Art il Clown fa il suo esordio in due cortometraggi (poi riuniti nel film All Hallows' Eve) interpretato da Mike Giannelli ma sarà David Howard Thornton a dargli la fisionomia definitiva nel primo Terrifier, uscito nel 2016. Art è un capolavoro di espressionismo che sembra fuggito da una pellicola anni '30. Un clown bianco e nero, muto, una mimica corporea che mescola Chaplin a Buster Keaton.
Semplice, essenziale, elementare, efficacissimo.
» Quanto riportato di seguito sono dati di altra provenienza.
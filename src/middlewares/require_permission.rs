/*!
 * 资源权限中间件
 *
 * 按「资源 × 角色 × HTTP 方法」的白名单放行请求，必须套在 `RequireJWT` 之内。
 *
 * ```rust,ignore
 * web::scope("/api/fees")
 *     .wrap(RequirePermission::new(Resource::Fees))
 *     .wrap(RequireJWT)
 * ```
 *
 * 学生角色能访问的资源还要在服务层叠加行级范围（见 `RowScope`）。
 */

use crate::models::ErrorCode;
use crate::models::users::entities::{User, UserRole};
use actix_service::{Service, Transform};
use actix_web::{
    Error, HttpMessage,
    body::EitherBody,
    dev::{ServiceRequest, ServiceResponse},
    http::{Method, StatusCode},
};
use futures_util::future::{LocalBoxFuture, Ready, ready};
use std::rc::Rc;
use tracing::info;

use super::create_error_response;

/// 受保护的资源
#[derive(Debug, Clone, Copy, PartialEq, Eq)]
pub enum Resource {
    Users,
    Departments,
    Designations,
    Programs,
    Courses,
    Students,
    Staff,
    Admissions,
    Enrollments,
    Attendance,
    Exams,
    Grades,
    Fees,
    Notifications,
    /// `POST /api/notifications/{id}/mark_read/`
    NotificationRead,
    Bulk,
    Dashboard,
}

enum Allowed {
    Nothing,
    ReadOnly,
    Only(&'static [Method]),
    All,
}

fn allowed_for(resource: Resource, role: UserRole) -> Allowed {
    use Resource::*;

    match (resource, role) {
        (NotificationRead, _) => Allowed::Only(&[Method::POST]),
        (Bulk, UserRole::Admin | UserRole::Staff) => Allowed::Only(&[Method::POST, Method::PUT]),
        (Dashboard, UserRole::Admin | UserRole::Staff) => Allowed::ReadOnly,
        (Bulk | Dashboard, UserRole::Student) => Allowed::Nothing,
        (_, UserRole::Admin) => Allowed::All,
        (Users | Designations | Staff, UserRole::Staff) => Allowed::Nothing,
        (_, UserRole::Staff) => Allowed::All,
        (Students | Enrollments | Grades | Fees | Notifications, UserRole::Student) => {
            Allowed::ReadOnly
        }
        (_, UserRole::Student) => Allowed::Nothing,
    }
}

/// 角色能否以 `method` 访问 `resource`，HEAD 按 GET 处理
pub fn is_allowed(resource: Resource, role: UserRole, method: &Method) -> bool {
    let method = if method == Method::HEAD {
        &Method::GET
    } else {
        method
    };

    match allowed_for(resource, role) {
        Allowed::Nothing => false,
        Allowed::ReadOnly => method == Method::GET,
        Allowed::Only(methods) => methods.contains(method),
        Allowed::All => [Method::GET, Method::POST, Method::PUT, Method::DELETE].contains(method),
    }
}

#[derive(Clone)]
pub struct RequirePermission {
    resource: Resource,
}

impl RequirePermission {
    pub fn new(resource: Resource) -> Self {
        Self { resource }
    }
}

impl<S, B> Transform<S, ServiceRequest> for RequirePermission
where
    S: Service<ServiceRequest, Response = ServiceResponse<B>, Error = Error> + 'static,
    B: 'static,
{
    type Response = ServiceResponse<EitherBody<B>>;
    type Error = Error;
    type InitError = ();
    type Transform = RequirePermissionMiddleware<S>;
    type Future = Ready<Result<Self::Transform, Self::InitError>>;

    fn new_transform(&self, service: S) -> Self::Future {
        ready(Ok(RequirePermissionMiddleware {
            service: Rc::new(service),
            resource: self.resource,
        }))
    }
}

pub struct RequirePermissionMiddleware<S> {
    service: Rc<S>,
    resource: Resource,
}

impl<S, B> Service<ServiceRequest> for RequirePermissionMiddleware<S>
where
    S: Service<ServiceRequest, Response = ServiceResponse<B>, Error = Error> + 'static,
    B: 'static,
{
    type Response = ServiceResponse<EitherBody<B>>;
    type Error = Error;
    type Future = LocalBoxFuture<'static, Result<Self::Response, Self::Error>>;

    fn poll_ready(
        &self,
        ctx: &mut std::task::Context<'_>,
    ) -> std::task::Poll<Result<(), Self::Error>> {
        self.service.poll_ready(ctx)
    }

    fn call(&self, req: ServiceRequest) -> Self::Future {
        let srv = self.service.clone();
        let resource = self.resource;

        Box::pin(async move {
            let role = req.extensions().get::<User>().map(|user| user.role);

            let Some(role) = role else {
                info!(
                    "Permission check without authenticated user: {}",
                    req.path()
                );
                return Ok(req.into_response(
                    create_error_response(
                        StatusCode::UNAUTHORIZED,
                        ErrorCode::Unauthorized,
                        "Authentication credentials were not provided.",
                    )
                    .map_into_right_body(),
                ));
            };

            if !is_allowed(resource, role, req.method()) {
                info!(
                    "Role {} denied {} on {:?} ({})",
                    role,
                    req.method(),
                    resource,
                    req.path()
                );
                return Ok(req.into_response(
                    create_error_response(
                        StatusCode::FORBIDDEN,
                        ErrorCode::Forbidden,
                        "You do not have permission to perform this action.",
                    )
                    .map_into_right_body(),
                ));
            }

            let res = srv.call(req).await?.map_into_left_body();
            Ok(res)
        })
    }
}

#[cfg(test)]
mod tests {
    use super::*;

    const ALL: [Method; 4] = [Method::GET, Method::POST, Method::PUT, Method::DELETE];

    #[test]
    fn test_admin_has_full_crud() {
        for resource in [Resource::Users, Resource::Staff, Resource::Fees] {
            for method in &ALL {
                assert!(is_allowed(resource, UserRole::Admin, method));
            }
        }
        assert!(!is_allowed(Resource::Courses, UserRole::Admin, &Method::PATCH));
    }

    #[test]
    fn test_staff_is_kept_out_of_accounts_and_hr() {
        for resource in [Resource::Users, Resource::Designations, Resource::Staff] {
            assert!(!is_allowed(resource, UserRole::Staff, &Method::GET));
        }
        assert!(is_allowed(Resource::Grades, UserRole::Staff, &Method::DELETE));
        assert!(is_allowed(Resource::Admissions, UserRole::Staff, &Method::POST));
    }

    #[test]
    fn test_student_is_read_only_on_own_resources() {
        for resource in [
            Resource::Students,
            Resource::Enrollments,
            Resource::Grades,
            Resource::Fees,
            Resource::Notifications,
        ] {
            assert!(is_allowed(resource, UserRole::Student, &Method::GET));
            assert!(is_allowed(resource, UserRole::Student, &Method::HEAD));
            assert!(!is_allowed(resource, UserRole::Student, &Method::POST));
            assert!(!is_allowed(resource, UserRole::Student, &Method::DELETE));
        }
        for resource in [Resource::Courses, Resource::Exams, Resource::Attendance] {
            assert!(!is_allowed(resource, UserRole::Student, &Method::GET));
        }
    }

    #[test]
    fn test_special_resources() {
        for role in [UserRole::Admin, UserRole::Staff, UserRole::Student] {
            assert!(is_allowed(Resource::NotificationRead, role, &Method::POST));
            assert!(!is_allowed(Resource::NotificationRead, role, &Method::GET));
        }
        assert!(is_allowed(Resource::Bulk, UserRole::Staff, &Method::PUT));
        assert!(!is_allowed(Resource::Bulk, UserRole::Admin, &Method::GET));
        assert!(!is_allowed(Resource::Bulk, UserRole::Student, &Method::POST));
        assert!(is_allowed(Resource::Dashboard, UserRole::Staff, &Method::GET));
        assert!(!is_allowed(Resource::Dashboard, UserRole::Admin, &Method::POST));
        assert!(!is_allowed(Resource::Dashboard, UserRole::Student, &Method::GET));
    }
}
Al servizio di uno splatter duro, crudo, coraggioso e sfacciato, con qualche suggestione visiva di grande impatto e cinema purissimo. Film piccolo piccolo che assurge immediatamente a status di cult, resta sottopelle al pubblico, sopravvive ai muscoli mainstream del Pennywise kinghiano, pupazzone digitale che arriverà l'anno successivo coi suoi jumpscare preconfezionati un tanto al chilo e dimenticati in fretta.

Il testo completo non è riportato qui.